Evidence for a Coupled Oscillator Model of Endocrine Ultradian Rhythms

Abstract

Whereas long-period temporal structures in endocrine dynamics have been well studied, endocrine rhythms on the scale of hours are relatively unexplored. The study of these ultradian rhythms (URs) has remained nascent, in part, because a theoretical framework unifying ultradian patterns across systems has not been established. The present overview proposes a conceptual coupled oscillator network model of URs in which oscillating hormonal outputs, or nodes, are connected by edges representing the strength of node-node coupling. We propose that variable-strength coupling exists both within and across classic hormonal axes. Because coupled oscillators synchronize, such a model implies that changes across hormonal systems could be inferred by surveying accessible nodes in the network. This implication would at once simplify the study of URs and open new avenues of exploration into conditions affecting coupling.

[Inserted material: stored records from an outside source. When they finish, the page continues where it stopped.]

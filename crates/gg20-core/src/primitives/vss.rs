//! Feldman verifiable secret sharing over secp256k1

use crate::types::PartyIndex;
use crate::{Error, Result};
use k256::{elliptic_curve::Field, ProjectivePoint, Scalar};
use rand::rngs::OsRng;
use serde::{Deserialize, Serialize};
use std::collections::BTreeSet;

/// Commitments `A_k = a_k * G` to the coefficients of a degree-t polynomial
#[derive(Debug, Clone, PartialEq, Eq, Serialize, Deserialize)]
pub struct VerifiableSS {
    pub threshold: u16,
    pub share_count: u16,
    #[serde(with = "crate::serde_utils::points")]
    pub commitments: Vec<ProjectivePoint>,
}

impl VerifiableSS {
    /// Share `secret` with a random polynomial of degree `threshold`.
    ///
    /// Returns the scheme and the shares; the share of party `i` sits at `i - 1`.
    pub fn share(threshold: u16, share_count: u16, secret: &Scalar) -> (Self, Vec<Scalar>) {
        let mut rng = OsRng;
        let mut coefficients = Vec::with_capacity(usize::from(threshold) + 1);
        coefficients.push(*secret);
        for _ in 0..threshold {
            coefficients.push(Scalar::random(&mut rng));
        }

        let commitments = coefficients
            .iter()
            .map(|c| ProjectivePoint::GENERATOR * c)
            .collect();
        let shares = (1..=share_count)
            .map(|i| evaluate_polynomial(&coefficients, i))
            .collect();

        (
            Self {
                threshold,
                share_count,
                commitments,
            },
            shares,
        )
    }

    /// Commitment to the shared secret (`A_0`)
    pub fn constant_commitment(&self) -> ProjectivePoint {
        self.commitments
            .first()
            .copied()
            .unwrap_or(ProjectivePoint::IDENTITY)
    }

    /// `sum_k A_k * index^k`, the public image of the share of `index`
    pub fn point_commitment(&self, index: PartyIndex) -> ProjectivePoint {
        let x = Scalar::from(u64::from(index));
        self.commitments
            .iter()
            .rev()
            .fold(ProjectivePoint::IDENTITY, |acc, c| acc * x + c)
    }

    /// Feldman check `share * G == point_commitment(index)`
    pub fn validate_share(&self, share: &Scalar, index: PartyIndex) -> Result<()> {
        if self.commitments.len() != usize::from(self.threshold) + 1 {
            return Err(Error::Arithmetic(format!(
                "Expected {} commitments, got {}",
                usize::from(self.threshold) + 1,
                self.commitments.len()
            )));
        }
        if ProjectivePoint::GENERATOR * share != self.point_commitment(index) {
            return Err(Error::Arithmetic(format!(
                "Share for party {} fails Feldman verification",
                index
            )));
        }
        Ok(())
    }

    /// Sum of several dealers' schemes: commits to the sum of their polynomials
    pub fn combine<'a, I>(schemes: I) -> Result<Self>
    where
        I: IntoIterator<Item = &'a VerifiableSS>,
    {
        let mut iter = schemes.into_iter();
        let first = iter
            .next()
            .ok_or_else(|| Error::Internal("No schemes to combine".into()))?
            .clone();
        iter.try_fold(first, |mut acc, scheme| {
            if scheme.threshold != acc.threshold
                || scheme.share_count != acc.share_count
                || scheme.commitments.len() != acc.commitments.len()
            {
                return Err(Error::Arithmetic("Mismatched VSS parameters".into()));
            }
            for (a, b) in acc.commitments.iter_mut().zip(&scheme.commitments) {
                *a += b;
            }
            Ok(acc)
        })
    }

    /// Lagrange-interpolate the secret at 0 from `t + 1` (or more) shares
    pub fn reconstruct(&self, indices: &[PartyIndex], shares: &[Scalar]) -> Result<Scalar> {
        reconstruct_secret(self.threshold, indices, shares)
    }
}

/// Lagrange-interpolate a degree-`threshold` polynomial at 0
pub fn reconstruct_secret(
    threshold: u16,
    indices: &[PartyIndex],
    shares: &[Scalar],
) -> Result<Scalar> {
    if indices.len() != shares.len() {
        return Err(Error::InvalidConfig(
            "Number of indices and shares differ".into(),
        ));
    }
    if indices.len() <= usize::from(threshold) {
        return Err(Error::ThresholdNotMet {
            required: usize::from(threshold) + 1,
            actual: indices.len(),
        });
    }

    indices
        .iter()
        .zip(shares)
        .try_fold(Scalar::ZERO, |acc, (&i, share)| {
            Ok(acc + lagrange_coefficient(i, indices)? * share)
        })
}

/// Lagrange basis polynomial of `index` over `signers`, evaluated at 0.
///
/// Maps a (t, n) share of `index` onto an additive share among `signers`.
pub fn lagrange_coefficient(index: PartyIndex, signers: &[PartyIndex]) -> Result<Scalar> {
    let mut seen = BTreeSet::new();
    for &j in signers {
        if j == 0 {
            return Err(Error::InvalidPartyIndex(j));
        }
        if !seen.insert(j) {
            return Err(Error::DuplicateParty(j));
        }
    }
    if !seen.contains(&index) {
        return Err(Error::InvalidPartyIndex(index));
    }

    let xi = Scalar::from(u64::from(index));
    let (num, den) = signers
        .iter()
        .filter(|&&j| j != index)
        .fold((Scalar::ONE, Scalar::ONE), |(num, den), &j| {
            let xj = Scalar::from(u64::from(j));
            (num * xj, den * (xj - xi))
        });

    let den_inv = Option::<Scalar>::from(den.invert())
        .ok_or_else(|| Error::Arithmetic("Lagrange denominator is zero".into()))?;
    Ok(num * den_inv)
}

fn evaluate_polynomial(coefficients: &[Scalar], index: PartyIndex) -> Scalar {
    let x = Scalar::from(u64::from(index));
    coefficients
        .iter()
        .rev()
        .fold(Scalar::ZERO, |acc, c| acc * x + c)
}

#[cfg(test)]
mod tests {
    use super::*;

    #[test]
    fn test_shares_validate() {
        let secret = Scalar::random(&mut OsRng);
        let (vss, shares) = VerifiableSS::share(2, 4, &secret);

        assert_eq!(vss.constant_commitment(), ProjectivePoint::GENERATOR * secret);
        for (i, share) in shares.iter().enumerate() {
            vss.validate_share(share, i as PartyIndex + 1).unwrap();
        }
        assert!(vss.validate_share(&(shares[0] + Scalar::ONE), 1).is_err());
        assert!(vss.validate_share(&shares[0], 2).is_err());
    }

    #[test]
    fn test_reconstruct_any_subset() {
        let secret = Scalar::random(&mut OsRng);
        let (vss, shares) = VerifiableSS::share(2, 4, &secret);

        for subset in [[1u16, 2, 3], [2, 3, 4], [1, 3, 4], [4, 1, 2]] {
            let picked: Vec<Scalar> = subset.iter().map(|&i| shares[usize::from(i) - 1]).collect();
            assert_eq!(vss.reconstruct(&subset, &picked).unwrap(), secret);
        }
    }

    #[test]
    fn test_reconstruct_needs_threshold_plus_one() {
        let secret = Scalar::random(&mut OsRng);
        let (vss, shares) = VerifiableSS::share(2, 4, &secret);
        assert!(matches!(
            vss.reconstruct(&[1, 2], &shares[..2]),
            Err(Error::ThresholdNotMet { .. })
        ));
    }

    #[test]
    fn test_lagrange_rejects_duplicates() {
        assert!(matches!(
            lagrange_coefficient(1, &[1, 2, 2]),
            Err(Error::DuplicateParty(2))
        ));
        assert!(lagrange_coefficient(3, &[1, 2]).is_err());
    }

    #[test]
    fn test_combined_scheme_matches_summed_shares() {
        let s1 = Scalar::random(&mut OsRng);
        let s2 = Scalar::random(&mut OsRng);
        let (vss1, shares1) = VerifiableSS::share(1, 3, &s1);
        let (vss2, shares2) = VerifiableSS::share(1, 3, &s2);
        let combined = VerifiableSS::combine([&vss1, &vss2]).unwrap();

        for i in 1..=3u16 {
            let x = shares1[usize::from(i) - 1] + shares2[usize::from(i) - 1];
            combined.validate_share(&x, i).unwrap();
        }
        assert_eq!(
            combined.constant_commitment(),
            ProjectivePoint::GENERATOR * (s1 + s2)
        );
    }
}
//! Proof of knowledge of `(m, r)` opening `com = m * G + r * H`

use super::{ProofError, ProofKind, ZkProof};
use crate::primitives::{curve, transcript::TranscriptProtocol};
use k256::{elliptic_curve::Field, ProjectivePoint, Scalar};
use merlin::Transcript;
use rand::rngs::OsRng;
use serde::{Deserialize, Serialize};

#[derive(Debug, Clone, PartialEq, Eq, Serialize, Deserialize)]
pub struct PedersenProof {
    #[serde(with = "crate::serde_utils::point")]
    pub com: ProjectivePoint,
    #[serde(with = "crate::serde_utils::point")]
    pub a1: ProjectivePoint,
    #[serde(with = "crate::serde_utils::point")]
    pub a2: ProjectivePoint,
    #[serde(with = "crate::serde_utils::scalar")]
    pub z1: Scalar,
    #[serde(with = "crate::serde_utils::scalar")]
    pub z2: Scalar,
}

fn challenge(com: &ProjectivePoint, a1: &ProjectivePoint, a2: &ProjectivePoint) -> Scalar {
    let mut transcript = Transcript::new(b"gg20/pedersen");
    transcript.append_point(b"G", &ProjectivePoint::GENERATOR);
    transcript.append_point(b"H", &curve::second_generator());
    transcript.append_point(b"com", com);
    transcript.append_point(b"a1", a1);
    transcript.append_point(b"a2", a2);
    transcript.challenge_scalar(b"e")
}

impl PedersenProof {
    pub fn prove(m: &Scalar, r: &Scalar) -> Self {
        let h = curve::second_generator();
        let com = ProjectivePoint::GENERATOR * m + h * r;

        let s1 = Scalar::random(&mut OsRng);
        let s2 = Scalar::random(&mut OsRng);
        let a1 = ProjectivePoint::GENERATOR * s1;
        let a2 = h * s2;
        let e = challenge(&com, &a1, &a2);

        Self {
            com,
            a1,
            a2,
            z1: s1 + e * m,
            z2: s2 + e * r,
        }
    }
}

/// The statement is the commitment `T` the prover broadcast
impl ZkProof<ProjectivePoint> for PedersenProof {
    const KIND: ProofKind = ProofKind::Pedersen;

    fn verify(&self, com: &ProjectivePoint) -> Result<(), ProofError> {
        if &self.com != com {
            return Err(Self::reject("commitment mismatch"));
        }
        let e = challenge(&self.com, &self.a1, &self.a2);
        let lhs = ProjectivePoint::GENERATOR * self.z1 + curve::second_generator() * self.z2;
        let rhs = self.a1 + self.a2 + self.com * e;
        if lhs != rhs {
            return Err(Self::reject("verification equation"));
        }
        Ok(())
    }
}

#[cfg(test)]
mod tests {
    use super::*;

    #[test]
    fn test_valid_proof() {
        let m = Scalar::random(&mut OsRng);
        let r = Scalar::random(&mut OsRng);
        let proof = PedersenProof::prove(&m, &r);
        let t = ProjectivePoint::GENERATOR * m + curve::second_generator() * r;
        proof.verify(&t).unwrap();
    }

    #[test]
    fn test_tampered_proof() {
        let m = Scalar::random(&mut OsRng);
        let r = Scalar::random(&mut OsRng);
        let t = ProjectivePoint::GENERATOR * m + curve::second_generator() * r;

        let mut proof = PedersenProof::prove(&m, &r);
        proof.z2 += Scalar::ONE;
        assert!(proof.verify(&t).is_err());

        let proof = PedersenProof::prove(&m, &r);
        assert!(proof.verify(&(t + ProjectivePoint::GENERATOR)).is_err());
    }
}
//! Primitive layer: curve helpers, Paillier, ring-Pedersen parameters,
//! Feldman VSS and hash commitments.

pub mod bignum;
pub mod commitment;
pub mod curve;
pub mod paillier;
pub mod ring_pedersen;
pub mod transcript;
pub mod vss;

pub use commitment::{Commitment, Decommitment};
pub use paillier::{DecryptionKey, EncryptionKey};
pub use ring_pedersen::{RingPedersenParams, RingPedersenWitness};
pub use vss::{lagrange_coefficient, reconstruct_secret, VerifiableSS};
pub(crate) fn evaluate_predicate_object_list(
    ctx: &mut Context,
    subject: &nt::Subject,
    list: &[PredicateObject],
    config: &ParserConfig,
) -> Result<Vec<nt::Triple>> {
    let mut triples = Vec::new();
    for po in list {
        let predicate = evaluate_verb(ctx, &po.verb, config)?;
        for obj in &po.objects {
            let (term, aux) = evaluate_object(ctx, obj, config)?;
            triples.extend(aux);
            triples.push(nt::Triple {
                subject: subject.clone(),
                predicate: predicate.clone(),
                object: term.into_object(),
            });
        }
    }
    Ok(triples)
}

/// Evaluates one top-level `Triples` production (spec §4.5
/// `evaluateTriple`). An empty `Collection` subject produces no triples
/// at all and silently discards any trailing `PredicateObjectList`.
pub(crate) fn evaluate_triple(ctx: &mut Context, t: &Triples, config: &ParserConfig) -> Result<Vec<nt::Triple>> {
    match t {
        Triples::Subject {
            subject: AstSubject::Collection(items),
            ..
        } if items.is_empty() => Ok(Vec::new()),
        Triples::Subject {
            subject: AstSubject::Collection(items),
            predicate_objects,
        } => {
            let (term, mut triples) = evaluate_collection(ctx, items, config)?;
            let subject = term.into_subject();
            triples.extend(evaluate_predicate_object_list(ctx, &subject, predicate_objects, config)?);
            Ok(triples)
        }
        Triples::Subject {
            subject: AstSubject::Iri(iri),
            predicate_objects,
        } => {
            let subject = nt::Subject::Iri(evaluate_iri(ctx, iri, config)?);
            evaluate_predicate_object_list(ctx, &subject, predicate_objects, config)
        }
        Triples::Subject {
            subject: AstSubject::BlankNode(bn),
            predicate_objects,
        } => {
            let subject = nt::Subject::BlankNode(evaluate_blank_node(ctx, bn));
            evaluate_predicate_object_list(ctx, &subject, predicate_objects, config)
        }
        Triples::BlankNodePropertyList {
            property_list,
            predicate_objects,
        } => {
            let subject = nt::Subject::BlankNode(ctx.bn());
            let mut triples = evaluate_predicate_object_list(ctx, &subject, property_list, config)?;
            triples.extend(evaluate_predicate_object_list(ctx, &subject, predicate_objects, config)?);
            Ok(triples)
        }
    }
}

#[cfg(test)]
mod test {
    use super::*;
    use crate::turtle::parse::parse_document;

    fn eval(text: &str) -> nt::Document {
        let doc = parse_document(text).unwrap();
        evaluate_document(&doc, &ParserConfig::new()).unwrap()
    }

    #[test]
    fn prefix_resolution() {
        let doc = eval("@prefix ex: <http://example/> .\nex:s ex:p ex:o .\n");
        assert_eq!(doc.0.len(), 1);
        assert_eq!(doc.0[0].to_string(), "<http://example/s> <http://example/p> <http://example/o>");
    }

    #[test]
    fn a_is_rdf_type() {
        let doc = eval("@prefix ex: <http://example/> .\nex:s a ex:Thing .\n");
        assert_eq!(doc.0[0].predicate.0, rdf::TYPE);
    }

    #[test]
    fn base_relative_iri_resolution() {
        let doc = eval("@base <http://example/base/> .\n<s> <http://example/p> <o> .\n");
        assert!(doc.0[0].subject.to_string().contains("http://example/base/s"));
    }

    #[test]
    fn unknown_prefix_is_an_error() {
        let doc = parse_document("ex:s ex:p ex:o .\n").unwrap();
        assert!(evaluate_document(&doc, &ParserConfig::new()).is_err());
    }

    #[test]
    fn anonymous_blank_nodes_are_minted_in_order() {
        let doc = eval("<http://e/p> <http://e/q> [ <http://e/a> [ <http://e/b> <http://e/c> ] ] .\n");
        let labels: Vec<_> = doc
            .0
            .iter()
            .filter_map(|t| match &t.subject {
                nt::Subject::BlankNode(bn) => Some(bn.0.clone()),
                _ => None,
            })
            .collect();
        assert!(labels.contains(&"b1".to_string()));
        assert!(labels.contains(&"b2".to_string()));
    }

    #[test]
    fn collection_expands_to_first_rest_nil() {
        let doc = eval("<http://e/s> <http://e/p> ( <http://e/a> <http://e/b> ) .\n");
        let has_nil = doc.0.iter().any(|t| match &t.object {
            nt::Object::Iri(i) => i.0 == rdf::NIL,
            _ => false,
        });
        assert!(has_nil);
        assert!(doc.0.iter().any(|t| t.predicate.0 == rdf::FIRST));
        assert!(doc.0.iter().any(|t| t.predicate.0 == rdf::REST));
    }

    #[test]
    fn empty_collection_as_object_is_rdf_nil() {
        let doc = eval("<http://e/s> <http://e/p> () .\n");
        assert_eq!(doc.0.len(), 1);
        match &doc.0[0].object {
            nt::Object::Iri(i) => assert_eq!(i.0, rdf::NIL),
            _ => panic!("expected rdf:nil"),
        }
    }

    #[test]
    fn empty_collection_as_subject_produces_no_triples() {
        let doc = eval("() <http://e/p> <http://e/o> .\n");
        assert!(doc.0.is_empty());
    }

    #[test]
    fn language_tagged_literal() {
        let doc = eval("<http://e/s> <http://e/p> \"bonjour\"@fr .\n");
        match &doc.0[0].object {
            nt::Object::Literal(lit) => assert_eq!(lit.language.as_deref(), Some("fr")),
            _ => panic!("expected literal"),
        }
    }

    #[test]
    fn numeric_literal_gets_xsd_datatype() {
        let doc = eval("<http://e/s> <http://e/p> 42 .\n");
        match &doc.0[0].object {
            nt::Object::Literal(lit) => assert_eq!(lit.datatype.as_ref().unwrap().0, xsd::INTEGER),
            _ => panic!("expected literal"),
        }
    }

    #[test]
    fn evaluated_literal_carries_resolved_unicode_text_not_source_escapes() {
        let doc = eval(r#"<http://e/s> <http://e/p> "a\tbé" ."#);
        match &doc.0[0].object {
            nt::Object::Literal(lit) => assert_eq!(lit.lexical, "a\tb\u{00E9}"),
            _ => panic!("expected literal"),
        }
    }

    #[test]
    fn evaluated_literal_reescapes_to_canonical_form_on_serialization() {
        let doc = eval(r#"<http://e/s> <http://e/p> "a\tbé" ."#);
        assert_eq!(doc.to_text(), "<http://e/s> <http://e/p> \"a\\tb\\u00E9\" .\n");
    }

    #[test]
    fn bare_backspace_and_form_feed_roundtrip_to_their_uchar_form() {
        let doc = eval("<http://e/s> <http://e/p> \"a\u{0008}b\u{000C}\" .\n");
        assert_eq!(doc.to_text(), "<http://e/s> <http://e/p> \"a\\u0008b\\u000C\" .\n");
    }
}
//! TriG serialization (spec §6.2): re-emits the syntax tree itself, with
//! named graph blocks written as `label { ... }` (spec §4.6).

use super::ast::{Block, Document, LabelOrSubject, Statement, TriplesOrGraphBody, WrappedGraph};
use crate::turtle::ast::Directive;
use crate::turtle::serialize::{write_blank_node, write_iri, write_predicate_object_list, write_triples};
use std::fmt::Write;

impl Document {
    /// Round-trippable textual form (spec §6.1 `Document.toString()`).
    pub fn to_text(&self) -> String {
        let mut out = String::new();
        for stmt in &self.0 {
            write_statement(&mut out, stmt);
        }
        out
    }
}

fn write_statement(out: &mut String, stmt: &Statement) {
    match stmt {
        Statement::Directive(Directive::Prefix { prefix, iri }) => {
            writeln!(out, "@prefix {}: <{}> .", prefix, iri).unwrap();
        }
        Statement::Directive(Directive::Base(iri)) => {
            writeln!(out, "@base <{}> .", iri).unwrap();
        }
        Statement::Block(block) => {
            write_block(out, block);
            out.push('\n');
        }
    }
}

fn write_block(out: &mut String, block: &Block) {
    match block {
        Block::WrappedGraph(triples) => write_wrapped_graph(out, triples),
        Block::Triples(t) => {
            write_triples(out, t);
            out.push_str(" .");
        }
        Block::Graph { label, graph } => {
            out.push_str("GRAPH ");
            write_label_or_subject(out, label);
            out.push(' ');
            write_wrapped_graph(out, graph);
        }
        Block::TriplesOrGraph(tog) => {
            write_label_or_subject(out, &tog.label);
            out.push(' ');
            match &tog.body {
                TriplesOrGraphBody::WrappedGraph(triples) => write_wrapped_graph(out, triples),
                TriplesOrGraphBody::PredicateObjectList(list) => {
                    write_predicate_object_list(out, list);
                    out.push_str(" .");
                }
            }
        }
    }
}

fn write_label_or_subject(out: &mut String, label: &LabelOrSubject) {
    match label {
        LabelOrSubject::Iri(iri) => write_iri(out, iri),
        LabelOrSubject::BlankNode(bn) => write_blank_node(out, bn),
    }
}

fn write_wrapped_graph(out: &mut String, triples: &WrappedGraph) {
    out.push_str("{ ");
    for t in triples {
        write_triples(out, t);
        out.push_str(" . ");
    }
    out.push('}');
}

#[cfg(test)]
mod test {
    use super::*;
    use crate::trig::parse::parse_document;

    #[test]
    fn roundtrips_a_default_graph_triple() {
        let text = "<http://a/s> <http://a/p> <http://a/o> .\n";
        let doc = parse_document(text).unwrap();
        assert_eq!(doc.to_text(), text);
    }

    #[test]
    fn named_graph_block_roundtrips() {
        let text = "<http://a/g> { <http://a/s> <http://a/p> <http://a/o> . }\n";
        let doc = parse_document(text).unwrap();
        assert_eq!(doc.to_text(), text);
    }

    #[test]
    fn standalone_wrapped_graph_roundtrips() {
        let text = "{ <http://a/s> <http://a/p> <http://a/o> . }\n";
        let doc = parse_document(text).unwrap();
        assert_eq!(doc.to_text(), text);
    }

    #[test]
    fn graph_keyword_block_roundtrips() {
        let text = "GRAPH <http://a/g> { <http://a/s> <http://a/p> <http://a/o> . }\n";
        let doc = parse_document(text).unwrap();
        assert_eq!(doc.to_text(), text);
    }

    #[test]
    fn blank_node_labelled_triples_roundtrip() {
        let text = "_:g <http://a/p> <http://a/o> .\n";
        let doc = parse_document(text).unwrap();
        assert_eq!(doc.to_text(), text);
    }
}
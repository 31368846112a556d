//! TriG: Turtle extended with named graph blocks, evaluating to
//! N-Quads rather than N-Triples (spec §4.6, §4.7).

pub mod ast;
mod evaluate;
pub mod parse;
mod serialize;
mod validate;

pub use self::ast::Document;
pub use self::evaluate::evaluate_document;
pub use self::parse::parse_document;
pub use self::validate::validate_document;
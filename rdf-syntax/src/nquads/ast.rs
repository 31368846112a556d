//! The N-Quads data model (spec §3): N-Triples extended with an optional
//! graph label.

use crate::ntriples::{BlankNode, IriRef, Object, Subject};
use std::fmt;

/// The fourth component of a quad. Absent means the default graph
/// (spec GLOSSARY "Graph label").
#[derive(Debug, Clone, PartialEq, Eq, Hash)]
pub enum GraphLabel {
    /// A named graph identified by an IRI.
    Iri(IriRef),
    /// A named graph identified by a blank node.
    BlankNode(BlankNode),
}

impl fmt::Display for GraphLabel {
    fn fmt(&self, f: &mut fmt::Formatter) -> fmt::Result {
        match self {
            GraphLabel::Iri(iri) => write!(f, "{}", iri),
            GraphLabel::BlankNode(bn) => write!(f, "{}", bn),
        }
    }
}

/// `Triple ⊕ graphLabel?` (spec §3 `Quad`).
#[derive(Debug, Clone, PartialEq, Eq)]
pub struct Quad {
    /// The quad's subject.
    pub subject: Subject,
    /// The quad's predicate; always an absolute IRI.
    pub predicate: IriRef,
    /// The quad's object.
    pub object: Object,
    /// The named graph this quad belongs to, or `None` for the default
    /// graph.
    pub graph: Option<GraphLabel>,
}

impl fmt::Display for Quad {
    fn fmt(&self, f: &mut fmt::Formatter) -> fmt::Result {
        write!(f, "{} {} {}", self.subject, self.predicate, self.object)?;
        if let Some(g) = &self.graph {
            write!(f, " {}", g)?;
        }
        Ok(())
    }
}

/// An ordered sequence of [`Quad`]s (spec §3 `Document (N-Quads)`).
#[derive(Debug, Clone, Default, PartialEq, Eq)]
pub struct Document(pub Vec<Quad>);

impl Document {
    /// An empty document.
    pub fn new() -> Self {
        Document(Vec::new())
    }
    /// Iterates over the document's quads in source order.
    pub fn quads(&self) -> impl Iterator<Item = &Quad> {
        self.0.iter()
    }
}

impl fmt::Display for Document {
    fn fmt(&self, f: &mut fmt::Formatter) -> fmt::Result {
        for q in &self.0 {
            writeln!(f, "{} .", q)?;
        }
        Ok(())
    }
}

In support of this proposed framework, we review mammalian evidence for (1) URs of the gut-brain axis and the hypothalamo-pituitary-thyroid, -adrenal, and -gonadal axes, (2) UR coupling within and across these axes; and (3) the relation of these URs to body temperature. URs across these systems exhibit behavior broadly consistent with a coupled oscillator network, maintaining both consistent URs and coupling within and across axes. This model may aid the exploration of mammalian physiology at high temporal resolution and improve the understanding of endocrine system dynamics within individuals.

Keywords: GBA; HPA; HPG; HPT; biological rhythms; personalized medicine.

Figure 1.. Canonical axes in mammalian physiology exhibit 1–4 hour ultradian rhythms.

The hypothalamus and pituitary (HP) coordinate feedback loops across physiological systems. The Gut Brain Axis influences feeding and digestion, the HP-Thyroid axis influences metabolism, the HP-Adrenal axis regulates the arousal and stress response, and the HP-Gonadal axis regulates reproductive function. 1–4 hour ultradian rhythms occur in outputs of each of these axes, are coupled within and among axes, and modulate body temperature output.

Figure 2.. Hypothetical Coupled Oscillator Network and Properties.

Schematic of the hypothetical ultradian rhythm network with URs represented as sines (A) exemplifying node and edge properties. Oscillating outputs are represented by nodes. The presence of coupling is represented by edges, with edge thickness proportional to the consistency with which a modulation of one node is associated with response in its neighbors (i.e., coupling strength), and edge length indicating the time delay between modulation of one node and response of another. Arrowheads indicate that coupling is directed. Red color indicates a perturbation that spreads from the stomach contraction node to neighboring nodes and indicates that perturbation may propagate through multiple nodes and influence subsequent feedback to the originally perturbed node. B. Hypothetical ACTH ultradian rhythm approximated as a sine wave, with Τau_ACTH indicating period. C. ACTH ultradian rhythm form (B) with overlaid hypothetical CORT ultradian rhythm, illustrating the concept of coupled oscillations with a stable phase difference. D. Hypothetical Core Body Temperature (CBT) ultradian rhythm resulting from combined influence of ACTH, CORT, and stomach contractions, highlighting potential for detecting network disruptions as rhythm perturbations. E. Hypothetical ultradian rhythms in stomach contractions, illustrating a phase advance from a mistimed early meal. This perturbation is visible in the rapid dampening of the composite CBT signal, and in the depressed amplitude as the systems recover and realign (blue and red arrows).

Figure 3.. Real data can be compared to simple models to explore harmonics.

Simulated body temperature data (A, C) was generated by superimposing sinewaves of circadian and ultradian frequencies and compared to four days of real mouse CBT data (B). A. Two ultradian frequencies overlap with an average periodicity of 2 hours, but with each component sine wave set to a non-integer, non-whole-number-multiple (i.e., non-harmonic) of the other. Linear depiction of the simulated waveform (above) across four simulated days; the same data plotted as a raster plot of temperature (color, D), per minute (x-axis) per day (y-axis) allows comparison of peak-timing across days. B. Real mouse data body temperature data (based on data published in Smarr et al., 2017), shows circadian and ultradian rhythms overlapping, as well as reactions to sudden changes in the light: dark cycle (yellow and black bars) not included in our data for the sake of simplicity. C. Simulated data with only one dominant frequency (Tau = 2h) results in perfect ultradian alignment across days. Comparisons across animals and conditions would allow quantitative testing of conditions under which harmonics emerge, as appears to be the case in the real data (B) during the late inactive phase (preceding ZT 0). Notably, UR frequency appears to be modulated at the circadian timescale. D. Color scale bar.